*** THE DATA Section Begins ***

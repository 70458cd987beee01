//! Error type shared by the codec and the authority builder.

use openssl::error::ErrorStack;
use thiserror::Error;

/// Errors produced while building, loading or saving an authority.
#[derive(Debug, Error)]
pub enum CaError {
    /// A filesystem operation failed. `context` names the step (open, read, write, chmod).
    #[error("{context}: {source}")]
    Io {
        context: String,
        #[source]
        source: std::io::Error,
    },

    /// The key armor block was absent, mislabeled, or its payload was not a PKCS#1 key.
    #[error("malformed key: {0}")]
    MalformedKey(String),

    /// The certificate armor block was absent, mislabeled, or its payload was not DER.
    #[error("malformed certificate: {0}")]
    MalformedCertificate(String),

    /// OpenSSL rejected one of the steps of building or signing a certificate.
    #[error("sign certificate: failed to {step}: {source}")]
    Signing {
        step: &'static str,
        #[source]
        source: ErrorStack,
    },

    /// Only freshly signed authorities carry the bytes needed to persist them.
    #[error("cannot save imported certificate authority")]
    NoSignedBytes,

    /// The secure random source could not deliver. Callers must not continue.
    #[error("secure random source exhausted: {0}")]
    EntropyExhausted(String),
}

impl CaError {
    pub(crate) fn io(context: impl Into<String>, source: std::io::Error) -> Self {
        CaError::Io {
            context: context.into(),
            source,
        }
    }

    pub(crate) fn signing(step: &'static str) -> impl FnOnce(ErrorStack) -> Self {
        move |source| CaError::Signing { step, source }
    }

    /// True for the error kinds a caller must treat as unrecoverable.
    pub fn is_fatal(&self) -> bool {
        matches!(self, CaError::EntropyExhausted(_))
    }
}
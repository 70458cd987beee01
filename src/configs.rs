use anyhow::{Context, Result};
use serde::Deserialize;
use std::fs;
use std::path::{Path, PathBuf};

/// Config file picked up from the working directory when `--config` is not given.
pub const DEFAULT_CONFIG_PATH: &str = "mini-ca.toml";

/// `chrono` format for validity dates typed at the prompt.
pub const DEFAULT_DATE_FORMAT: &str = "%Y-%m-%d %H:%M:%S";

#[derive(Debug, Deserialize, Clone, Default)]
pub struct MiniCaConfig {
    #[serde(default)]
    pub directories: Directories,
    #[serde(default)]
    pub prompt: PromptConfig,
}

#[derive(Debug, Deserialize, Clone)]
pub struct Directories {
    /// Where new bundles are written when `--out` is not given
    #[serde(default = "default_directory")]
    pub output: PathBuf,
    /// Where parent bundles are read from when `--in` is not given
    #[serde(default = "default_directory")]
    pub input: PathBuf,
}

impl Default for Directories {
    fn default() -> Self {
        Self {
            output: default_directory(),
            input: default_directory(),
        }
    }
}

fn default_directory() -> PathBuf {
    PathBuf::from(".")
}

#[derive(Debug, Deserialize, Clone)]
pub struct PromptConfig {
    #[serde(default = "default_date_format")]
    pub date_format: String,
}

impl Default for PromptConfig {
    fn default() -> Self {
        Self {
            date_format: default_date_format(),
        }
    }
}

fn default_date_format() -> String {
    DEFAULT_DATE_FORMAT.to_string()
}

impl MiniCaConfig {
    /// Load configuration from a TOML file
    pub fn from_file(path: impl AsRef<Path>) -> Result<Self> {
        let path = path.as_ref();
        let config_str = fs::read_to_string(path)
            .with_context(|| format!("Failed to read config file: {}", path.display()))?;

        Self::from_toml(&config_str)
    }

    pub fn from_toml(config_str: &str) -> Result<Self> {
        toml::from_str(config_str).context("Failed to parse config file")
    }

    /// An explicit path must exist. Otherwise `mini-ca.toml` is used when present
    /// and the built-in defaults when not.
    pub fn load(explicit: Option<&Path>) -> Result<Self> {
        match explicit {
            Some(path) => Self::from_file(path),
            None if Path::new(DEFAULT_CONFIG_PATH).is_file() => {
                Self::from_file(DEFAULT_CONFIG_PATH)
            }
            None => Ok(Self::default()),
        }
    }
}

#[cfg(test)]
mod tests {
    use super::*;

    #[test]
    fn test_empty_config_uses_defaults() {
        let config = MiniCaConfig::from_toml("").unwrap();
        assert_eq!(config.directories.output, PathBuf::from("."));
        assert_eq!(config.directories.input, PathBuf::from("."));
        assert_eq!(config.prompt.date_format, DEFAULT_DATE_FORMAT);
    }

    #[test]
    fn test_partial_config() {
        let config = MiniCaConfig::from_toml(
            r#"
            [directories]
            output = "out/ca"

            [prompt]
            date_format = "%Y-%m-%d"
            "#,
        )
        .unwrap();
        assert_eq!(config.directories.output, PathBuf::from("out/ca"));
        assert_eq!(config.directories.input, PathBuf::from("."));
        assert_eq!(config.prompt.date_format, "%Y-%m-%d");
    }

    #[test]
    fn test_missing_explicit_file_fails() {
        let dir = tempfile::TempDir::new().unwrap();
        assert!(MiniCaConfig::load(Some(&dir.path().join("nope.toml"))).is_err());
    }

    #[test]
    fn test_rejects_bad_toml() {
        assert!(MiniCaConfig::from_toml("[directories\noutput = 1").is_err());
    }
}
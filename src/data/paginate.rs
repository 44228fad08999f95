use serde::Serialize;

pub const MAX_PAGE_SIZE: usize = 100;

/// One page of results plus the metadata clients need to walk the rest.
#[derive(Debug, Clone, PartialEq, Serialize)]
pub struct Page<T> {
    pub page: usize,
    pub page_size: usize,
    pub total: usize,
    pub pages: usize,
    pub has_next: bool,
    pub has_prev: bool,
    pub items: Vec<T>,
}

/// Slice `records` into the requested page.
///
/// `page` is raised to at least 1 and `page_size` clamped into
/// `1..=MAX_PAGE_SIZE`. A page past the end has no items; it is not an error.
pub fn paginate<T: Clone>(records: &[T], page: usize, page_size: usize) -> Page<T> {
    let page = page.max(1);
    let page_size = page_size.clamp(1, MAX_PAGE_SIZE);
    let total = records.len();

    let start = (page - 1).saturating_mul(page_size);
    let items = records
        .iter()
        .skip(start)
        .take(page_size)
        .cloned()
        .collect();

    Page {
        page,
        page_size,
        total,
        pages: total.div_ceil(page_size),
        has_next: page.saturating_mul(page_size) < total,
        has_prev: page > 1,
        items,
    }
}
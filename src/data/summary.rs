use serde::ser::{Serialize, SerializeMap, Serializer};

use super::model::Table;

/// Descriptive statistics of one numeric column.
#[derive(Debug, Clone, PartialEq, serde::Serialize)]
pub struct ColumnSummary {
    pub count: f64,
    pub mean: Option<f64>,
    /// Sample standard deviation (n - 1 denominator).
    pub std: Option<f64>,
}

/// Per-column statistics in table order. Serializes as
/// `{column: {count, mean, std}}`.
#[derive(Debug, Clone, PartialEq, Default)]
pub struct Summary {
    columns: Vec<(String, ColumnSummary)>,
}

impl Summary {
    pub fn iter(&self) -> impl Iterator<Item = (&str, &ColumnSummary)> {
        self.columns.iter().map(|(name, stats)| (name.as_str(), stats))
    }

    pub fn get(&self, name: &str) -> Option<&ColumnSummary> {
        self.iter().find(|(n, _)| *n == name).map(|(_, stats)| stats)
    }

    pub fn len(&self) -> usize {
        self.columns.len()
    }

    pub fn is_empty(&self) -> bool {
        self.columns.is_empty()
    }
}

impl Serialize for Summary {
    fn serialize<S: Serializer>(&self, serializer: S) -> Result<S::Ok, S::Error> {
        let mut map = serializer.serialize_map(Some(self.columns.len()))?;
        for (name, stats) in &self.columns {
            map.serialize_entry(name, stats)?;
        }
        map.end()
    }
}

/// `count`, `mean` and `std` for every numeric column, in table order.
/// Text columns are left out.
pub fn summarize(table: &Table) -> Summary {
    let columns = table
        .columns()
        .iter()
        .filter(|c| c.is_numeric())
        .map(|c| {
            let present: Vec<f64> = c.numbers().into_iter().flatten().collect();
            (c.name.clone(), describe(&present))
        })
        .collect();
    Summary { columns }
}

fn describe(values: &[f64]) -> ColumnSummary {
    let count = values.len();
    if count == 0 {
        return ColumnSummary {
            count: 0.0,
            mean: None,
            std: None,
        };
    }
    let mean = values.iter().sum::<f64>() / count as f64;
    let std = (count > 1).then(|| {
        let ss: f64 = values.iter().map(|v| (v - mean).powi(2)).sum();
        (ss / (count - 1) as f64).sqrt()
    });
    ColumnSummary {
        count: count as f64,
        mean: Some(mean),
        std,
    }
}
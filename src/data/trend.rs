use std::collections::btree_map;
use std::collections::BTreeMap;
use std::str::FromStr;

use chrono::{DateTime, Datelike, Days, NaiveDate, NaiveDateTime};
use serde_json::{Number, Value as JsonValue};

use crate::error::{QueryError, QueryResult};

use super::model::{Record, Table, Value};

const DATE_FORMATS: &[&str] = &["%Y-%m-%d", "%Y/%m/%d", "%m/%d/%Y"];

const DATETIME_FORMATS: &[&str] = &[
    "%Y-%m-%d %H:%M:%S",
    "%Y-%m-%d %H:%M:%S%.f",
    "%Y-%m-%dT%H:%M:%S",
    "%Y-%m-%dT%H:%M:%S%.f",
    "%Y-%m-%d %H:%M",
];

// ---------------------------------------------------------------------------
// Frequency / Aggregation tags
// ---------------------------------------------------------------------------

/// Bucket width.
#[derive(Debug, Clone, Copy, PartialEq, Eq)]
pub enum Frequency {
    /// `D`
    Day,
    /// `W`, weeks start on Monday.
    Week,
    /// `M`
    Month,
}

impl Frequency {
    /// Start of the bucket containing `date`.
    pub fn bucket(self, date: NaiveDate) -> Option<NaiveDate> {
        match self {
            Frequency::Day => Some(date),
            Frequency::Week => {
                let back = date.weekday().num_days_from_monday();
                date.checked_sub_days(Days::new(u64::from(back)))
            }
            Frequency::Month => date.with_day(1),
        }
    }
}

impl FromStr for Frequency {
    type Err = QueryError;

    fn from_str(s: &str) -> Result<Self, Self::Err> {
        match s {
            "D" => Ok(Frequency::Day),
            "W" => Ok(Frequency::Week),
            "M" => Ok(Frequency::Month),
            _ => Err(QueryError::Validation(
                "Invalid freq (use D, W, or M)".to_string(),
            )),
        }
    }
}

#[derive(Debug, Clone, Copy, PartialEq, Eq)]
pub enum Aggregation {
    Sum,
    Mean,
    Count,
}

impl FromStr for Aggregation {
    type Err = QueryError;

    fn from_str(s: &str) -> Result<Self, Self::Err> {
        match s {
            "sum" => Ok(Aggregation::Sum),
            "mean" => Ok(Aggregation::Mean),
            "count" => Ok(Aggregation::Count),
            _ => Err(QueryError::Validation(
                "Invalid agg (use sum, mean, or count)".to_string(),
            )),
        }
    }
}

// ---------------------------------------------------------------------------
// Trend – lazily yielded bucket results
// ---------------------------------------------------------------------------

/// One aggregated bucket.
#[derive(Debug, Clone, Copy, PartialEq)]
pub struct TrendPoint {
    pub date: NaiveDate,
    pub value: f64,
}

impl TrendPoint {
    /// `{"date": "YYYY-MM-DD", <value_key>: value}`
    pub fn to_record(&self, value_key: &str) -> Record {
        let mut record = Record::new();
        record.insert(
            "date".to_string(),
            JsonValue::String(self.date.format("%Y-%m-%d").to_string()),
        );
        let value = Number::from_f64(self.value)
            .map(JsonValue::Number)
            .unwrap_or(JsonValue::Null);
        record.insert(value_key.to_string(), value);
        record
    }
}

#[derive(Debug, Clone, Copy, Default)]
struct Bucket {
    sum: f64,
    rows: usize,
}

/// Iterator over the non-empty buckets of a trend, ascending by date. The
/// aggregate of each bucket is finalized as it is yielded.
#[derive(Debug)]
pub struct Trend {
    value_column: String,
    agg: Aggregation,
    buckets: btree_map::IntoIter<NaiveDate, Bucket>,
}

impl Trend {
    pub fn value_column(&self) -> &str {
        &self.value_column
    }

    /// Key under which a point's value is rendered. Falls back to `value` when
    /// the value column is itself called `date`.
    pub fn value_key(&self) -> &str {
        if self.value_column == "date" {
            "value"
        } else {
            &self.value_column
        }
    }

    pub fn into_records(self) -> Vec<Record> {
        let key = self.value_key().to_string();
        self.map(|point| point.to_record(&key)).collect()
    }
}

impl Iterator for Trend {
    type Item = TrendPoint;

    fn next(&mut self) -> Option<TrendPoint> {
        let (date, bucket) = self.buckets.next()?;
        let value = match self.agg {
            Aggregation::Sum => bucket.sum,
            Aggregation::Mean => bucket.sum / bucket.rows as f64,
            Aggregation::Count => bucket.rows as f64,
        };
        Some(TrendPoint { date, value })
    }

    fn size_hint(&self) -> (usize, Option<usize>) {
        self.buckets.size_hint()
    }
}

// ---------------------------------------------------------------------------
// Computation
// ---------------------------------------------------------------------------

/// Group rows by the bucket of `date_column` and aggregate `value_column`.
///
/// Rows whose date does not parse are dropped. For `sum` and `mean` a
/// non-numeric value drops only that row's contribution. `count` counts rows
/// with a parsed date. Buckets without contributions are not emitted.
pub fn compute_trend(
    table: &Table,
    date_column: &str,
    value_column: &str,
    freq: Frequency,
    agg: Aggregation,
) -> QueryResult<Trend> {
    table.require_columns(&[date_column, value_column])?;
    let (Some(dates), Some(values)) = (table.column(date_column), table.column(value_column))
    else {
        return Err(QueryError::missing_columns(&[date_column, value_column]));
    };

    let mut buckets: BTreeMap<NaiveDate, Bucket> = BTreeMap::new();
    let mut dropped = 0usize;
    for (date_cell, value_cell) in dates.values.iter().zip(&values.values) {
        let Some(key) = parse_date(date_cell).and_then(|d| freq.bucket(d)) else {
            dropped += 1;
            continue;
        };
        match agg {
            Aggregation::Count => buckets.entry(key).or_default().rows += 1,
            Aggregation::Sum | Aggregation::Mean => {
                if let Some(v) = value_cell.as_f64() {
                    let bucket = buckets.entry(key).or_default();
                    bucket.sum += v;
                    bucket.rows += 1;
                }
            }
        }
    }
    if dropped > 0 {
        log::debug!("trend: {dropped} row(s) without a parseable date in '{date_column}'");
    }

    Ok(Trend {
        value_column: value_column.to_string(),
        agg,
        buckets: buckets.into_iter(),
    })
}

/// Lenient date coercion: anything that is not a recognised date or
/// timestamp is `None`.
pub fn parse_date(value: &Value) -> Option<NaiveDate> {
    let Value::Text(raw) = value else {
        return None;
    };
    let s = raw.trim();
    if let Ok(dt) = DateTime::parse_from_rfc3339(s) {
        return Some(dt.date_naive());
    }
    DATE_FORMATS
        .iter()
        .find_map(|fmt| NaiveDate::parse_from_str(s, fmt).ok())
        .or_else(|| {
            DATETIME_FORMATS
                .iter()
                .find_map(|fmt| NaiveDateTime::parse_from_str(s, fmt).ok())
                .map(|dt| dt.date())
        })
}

*** THE DATA Section Ends ***

TASK OBJECTIVE -> Considering only the material above, set down every line from the one with "let (Some(dates), Some(values))" to the one with "Aggregation::Sum | Aggregation::Mean", inclusive, exactly as written.

FINAL ANSWER ->
    let (Some(dates), Some(values)) = (table.column(date_column), table.column(value_column))
    else {
        return Err(QueryError::missing_columns(&[date_column, value_column]));
    };

    let mut buckets: BTreeMap<NaiveDate, Bucket> = BTreeMap::new();
    let mut dropped = 0usize;
    for (date_cell, value_cell) in dates.values.iter().zip(&values.values) {
        let Some(key) = parse_date(date_cell).and_then(|d| freq.bucket(d)) else {
            dropped += 1;
            continue;
        };
        match agg {
            Aggregation::Count => buckets.entry(key).or_default().rows += 1,
            Aggregation::Sum | Aggregation::Mean => {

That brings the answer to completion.